# Problem description:
Return exactly those lines of the material below that fall between the line holding "assert_eq!(ie.marshal(), vec![0x01, 0x00]);" and the line holding "for v in [0u16, 1, 127, 255, 256, 1000, 65535]", inclusive.

[The data — start]

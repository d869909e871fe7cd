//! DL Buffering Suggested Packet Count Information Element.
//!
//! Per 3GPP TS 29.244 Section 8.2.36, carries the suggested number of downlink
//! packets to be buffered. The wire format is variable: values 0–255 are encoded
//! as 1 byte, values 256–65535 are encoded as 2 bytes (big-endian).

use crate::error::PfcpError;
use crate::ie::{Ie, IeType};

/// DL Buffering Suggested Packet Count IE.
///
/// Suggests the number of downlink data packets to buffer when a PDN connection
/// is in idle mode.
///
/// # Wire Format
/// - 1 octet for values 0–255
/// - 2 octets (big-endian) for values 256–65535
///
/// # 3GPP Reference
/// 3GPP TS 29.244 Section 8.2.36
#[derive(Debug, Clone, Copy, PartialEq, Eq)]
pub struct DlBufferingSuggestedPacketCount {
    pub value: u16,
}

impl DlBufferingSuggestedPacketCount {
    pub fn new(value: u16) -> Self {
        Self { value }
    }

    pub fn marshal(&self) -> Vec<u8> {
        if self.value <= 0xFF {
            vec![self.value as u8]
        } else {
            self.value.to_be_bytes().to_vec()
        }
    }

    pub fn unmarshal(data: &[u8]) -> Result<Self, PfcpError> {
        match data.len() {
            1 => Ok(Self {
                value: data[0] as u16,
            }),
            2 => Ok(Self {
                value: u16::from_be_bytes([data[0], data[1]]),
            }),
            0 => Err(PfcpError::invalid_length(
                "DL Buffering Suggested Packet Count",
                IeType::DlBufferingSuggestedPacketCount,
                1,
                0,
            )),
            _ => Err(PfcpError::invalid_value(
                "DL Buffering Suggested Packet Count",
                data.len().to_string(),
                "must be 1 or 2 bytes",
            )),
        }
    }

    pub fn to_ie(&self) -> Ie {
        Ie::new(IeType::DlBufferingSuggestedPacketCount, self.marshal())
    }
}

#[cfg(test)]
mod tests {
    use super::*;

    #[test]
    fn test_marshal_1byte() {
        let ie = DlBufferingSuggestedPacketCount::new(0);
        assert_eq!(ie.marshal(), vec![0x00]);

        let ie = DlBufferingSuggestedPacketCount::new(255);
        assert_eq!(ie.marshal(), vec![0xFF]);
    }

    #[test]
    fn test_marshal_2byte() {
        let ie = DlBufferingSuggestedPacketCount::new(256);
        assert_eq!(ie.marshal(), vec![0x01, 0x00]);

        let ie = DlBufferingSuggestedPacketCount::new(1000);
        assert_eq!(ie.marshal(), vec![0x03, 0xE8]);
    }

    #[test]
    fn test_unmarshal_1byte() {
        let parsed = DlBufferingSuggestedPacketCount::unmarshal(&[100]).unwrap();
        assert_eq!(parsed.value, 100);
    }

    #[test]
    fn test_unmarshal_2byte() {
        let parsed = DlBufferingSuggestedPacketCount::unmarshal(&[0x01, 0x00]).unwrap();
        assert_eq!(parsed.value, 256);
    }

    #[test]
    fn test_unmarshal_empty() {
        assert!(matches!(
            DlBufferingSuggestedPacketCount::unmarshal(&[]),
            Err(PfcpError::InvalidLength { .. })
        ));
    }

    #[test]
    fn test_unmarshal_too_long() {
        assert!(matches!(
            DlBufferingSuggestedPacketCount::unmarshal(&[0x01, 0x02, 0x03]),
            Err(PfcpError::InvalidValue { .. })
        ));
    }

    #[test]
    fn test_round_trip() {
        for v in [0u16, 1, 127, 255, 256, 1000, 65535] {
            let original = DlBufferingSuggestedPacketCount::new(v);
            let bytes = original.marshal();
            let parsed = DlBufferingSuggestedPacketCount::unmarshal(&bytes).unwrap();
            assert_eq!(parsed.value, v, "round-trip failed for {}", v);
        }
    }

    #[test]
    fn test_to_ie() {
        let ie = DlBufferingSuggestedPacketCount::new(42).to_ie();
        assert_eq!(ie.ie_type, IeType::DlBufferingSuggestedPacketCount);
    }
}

[The data — finish]

# Finished task:
        assert_eq!(ie.marshal(), vec![0x01, 0x00]);

        let ie = DlBufferingSuggestedPacketCount::new(1000);
        assert_eq!(ie.marshal(), vec![0x03, 0xE8]);
    }

    #[test]
    fn test_unmarshal_1byte() {
        let parsed = DlBufferingSuggestedPacketCount::unmarshal(&[100]).unwrap();
        assert_eq!(parsed.value, 100);
    }

    #[test]
    fn test_unmarshal_2byte() {
        let parsed = DlBufferingSuggestedPacketCount::unmarshal(&[0x01, 0x00]).unwrap();
        assert_eq!(parsed.value, 256);
    }

    #[test]
    fn test_unmarshal_empty() {
        assert!(matches!(
            DlBufferingSuggestedPacketCount::unmarshal(&[]),
            Err(PfcpError::InvalidLength { .. })
        ));
    }

    #[test]
    fn test_unmarshal_too_long() {
        assert!(matches!(
            DlBufferingSuggestedPacketCount::unmarshal(&[0x01, 0x02, 0x03]),
            Err(PfcpError::InvalidValue { .. })
        ));
    }

    #[test]
    fn test_round_trip() {
        for v in [0u16, 1, 127, 255, 256, 1000, 65535] {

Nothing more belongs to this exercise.